Sometimes, when we succeed in chopping off the end of the pessimistic tail, it looks like we overreacted. A near miss can make a model look false. But that’s not always what happened. It just means we won. And that’s why we model.
Five quick thoughts in response:
- I would be tempted to say that the perilous times of COVID-19 lead more people to see models as certainty but I have seen this issue plenty of times in more “normal” periods.
- It would help if the media had less innumeracy and more knowledge of how science, natural and social, works. I know the media leans towards answers and sure headlines but science is often messier and takes time to reach consensus.
- Making models that include social behavior is difficult. This particular phenomena has both a physical and social component. Viruses act in certain ways. Humans act in somewhat predictable ways. Both can change.
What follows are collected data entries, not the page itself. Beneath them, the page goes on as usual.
//! The ticket store contract.
//!
//! The store owns the canonical ticket records and is the only shared
//! mutable resource in the system. Every status change goes through
//! [`TicketStore::transition`], whose contract makes the read-validate-write
//! sequence atomic per ticket: the write is conditional on the expected
//! prior status, so two racing transitions against one ticket cannot both
//! succeed.

use chrono::{DateTime, Utc};
use officehours_core::types::{
    AssignmentId, LocationId, Ticket, TicketId, TicketStatus, TicketType, UserId,
};
use std::future::Future;
use std::pin::Pin;
use thiserror::Error;

/// Errors raised by ticket store implementations.
#[derive(Error, Debug)]
pub enum StoreError {
    /// A targeted ticket does not exist.
    #[error("ticket {0} not found")]
    NotFound(TicketId),

    /// One or more targeted tickets were not in the expected status.
    ///
    /// The batch was not applied at all.
    #[error("{n} ticket(s) not in expected status {expected}", n = .ids.len())]
    PreconditionFailed {
        /// The status the transition requires.
        expected: TicketStatus,
        /// The tickets that violated it.
        ids: Vec<TicketId>,
    },

    /// Backend failure (connection lost, query failed, …).
    #[error("store backend error: {0}")]
    Backend(String),
}

/// Boxed future alias for dyn-compatible trait methods.
pub type StoreFuture<'a, T> = Pin<Box<dyn Future<Output = Result<T, StoreError>> + Send + 'a>>;

/// Fields for a ticket about to be created.
///
/// The store assigns the id; the engine decides the initial status and
/// stamps `created_at`.
#[derive(Clone, Debug)]
pub struct NewTicketRecord {
    /// Problem description (already validated by the engine).
    pub description: String,
    /// Category of the request.
    pub ticket_type: TicketType,
    /// Initial status: `Pending` or `Open`.
    pub status: TicketStatus,
    /// Whether other students may join.
    pub is_public: bool,
    /// Creation time.
    pub created_at: DateTime<Utc>,
    /// Creator identity.
    pub created_by: UserId,
    /// Creator display name.
    pub created_by_name: String,
    /// Assignment the ticket is about.
    pub assignment_id: AssignmentId,
    /// Assignment display name.
    pub assignment_name: String,
    /// Help location.
    pub location_id: LocationId,
    /// Location display name.
    pub location_name: String,
    /// Extra location detail.
    pub location_description: String,
    /// Personal queue, if any.
    pub personal_queue_name: Option<String>,
}

/// One of the five legal lifecycle edges, with the data it writes.
#[derive(Clone, Debug)]
pub enum Transition {
    /// Pending → Open.
    Approve,
    /// Open → Assigned: records the helper and the first help time.
    Assign {
        /// Helper identity.
        helper: UserId,
        /// Helper display name.
        helper_name: String,
        /// Time help started.
        at: DateTime<Utc>,
    },
    /// Assigned → Resolved: records the resolution time.
    Resolve {
        /// Time of resolution.
        at: DateTime<Utc>,
    },
    /// Assigned → Open: clears the helper identity.
    Requeue,
    /// Resolved → Open: clears the resolution time.
    Reopen,
}

impl Transition {
    /// The status every targeted ticket must currently have.
    #[must_use]
    pub const fn expected(&self) -> TicketStatus {
        match self {
            Self::Approve => TicketStatus::Pending,
            Self::Assign { .. } => TicketStatus::Open,
            Self::Resolve { .. } | Self::Requeue => TicketStatus::Assigned,
            Self::Reopen => TicketStatus::Resolved,
        }
    }

    /// The status tickets end up in.
    #[must_use]
    pub const fn target(&self) -> TicketStatus {
        match self {
            Self::Approve | Self::Requeue | Self::Reopen => TicketStatus::Open,
            Self::Assign { .. } => TicketStatus::Assigned,
            Self::Resolve { .. } => TicketStatus::Resolved,
        }
    }

    /// Apply this transition's field changes to a ticket.
    ///
    /// `helped_at` is written only on the first assignment; requeue keeps
    /// it but drops the helper identity; reopen clears `resolved_at` so a
    /// later resolve stamps it again.
    pub fn apply(&self, ticket: &mut Ticket) {
        ticket.status = self.target();
        match self {
            Self::Approve => {},
            Self::Assign {
                helper,
                helper_name,
                at,
            } => {
                ticket.helped_by = Some(*helper);
                ticket.helped_by_name = Some(helper_name.clone());
                if ticket.helped_at.is_none() {
                    ticket.helped_at = Some(*at);
                }
            },
            Self::Resolve { at } => {
                ticket.resolved_at = Some(*at);
            },
            Self::Requeue => {
                ticket.helped_by = None;
                ticket.helped_by_name = None;
            },
            Self::Reopen => {
                ticket.resolved_at = None;
            },
        }
    }
}

/// Durable record of tickets.
///
/// Uses explicit `Pin<Box<dyn Future>>` returns so engines can hold the
/// store as `Arc<dyn TicketStore>`.
pub trait TicketStore: Send + Sync {
    /// Persist a new ticket and assign its id.
    ///
    /// # Errors
    ///
    /// Returns [`StoreError::Backend`] on storage failure.
    fn create(&self, record: NewTicketRecord) -> StoreFuture<'_, Ticket>;

    /// Fetch a single ticket by id.
    ///
    /// # Errors
    ///
    /// Returns [`StoreError::Backend`] on storage failure.
    fn get(&self, id: TicketId) -> StoreFuture<'_, Option<Ticket>>;

    /// List all tickets currently in a status, oldest first.
    ///
    /// # Errors
    ///
    /// Returns [`StoreError::Backend`] on storage failure.
    fn list_by_status(&self, status: TicketStatus) -> StoreFuture<'_, Vec<Ticket>>;

    /// The creator's current non-resolved ticket, if any.
    ///
    /// # Errors
    ///
    /// Returns [`StoreError::Backend`] on storage failure.
    fn active_ticket_for(&self, creator: UserId) -> StoreFuture<'_, Option<Ticket>>;

    /// When the creator's most recently resolved ticket was resolved.
    ///
    /// # Errors
    ///
    /// Returns [`StoreError::Backend`] on storage failure.
    fn last_resolved_at(&self, creator: UserId) -> StoreFuture<'_, Option<DateTime<Utc>>>;

    /// Atomically transition a batch of tickets.
    ///
    /// All-or-nothing: every targeted ticket must currently be in
    /// `transition.expected()`, checked and written as one conditional
    /// update. On success, returns the updated tickets in the order the
    /// ids were given (duplicates removed).
    ///
    /// # Errors
    ///
    /// - [`StoreError::NotFound`] if a targeted ticket does not exist.
    /// - [`StoreError::PreconditionFailed`] if any ticket is not in the
    ///   expected status; no ticket is modified.
    /// - [`StoreError::Backend`] on storage failure.
    fn transition(&self, ids: &[TicketId], transition: Transition) -> StoreFuture<'_, Vec<Ticket>>;
}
- Models involve data and assumptions. Sometimes, the model might fit reality. At other times, models do not fit. Either way, researchers are looking to refine their models so that we better understand how the world works. In this case, perhaps models can become better on the fly as more data comes in and/or certain patterns are established.
- Predictions or proof can be difficult to come by with models. The language of “proof” is one we often use in regular conversation but is unrealistic in numerous academic settings. Instead, we might talk about higher or lower likelihoods or provide the best possible estimate and the margins of error.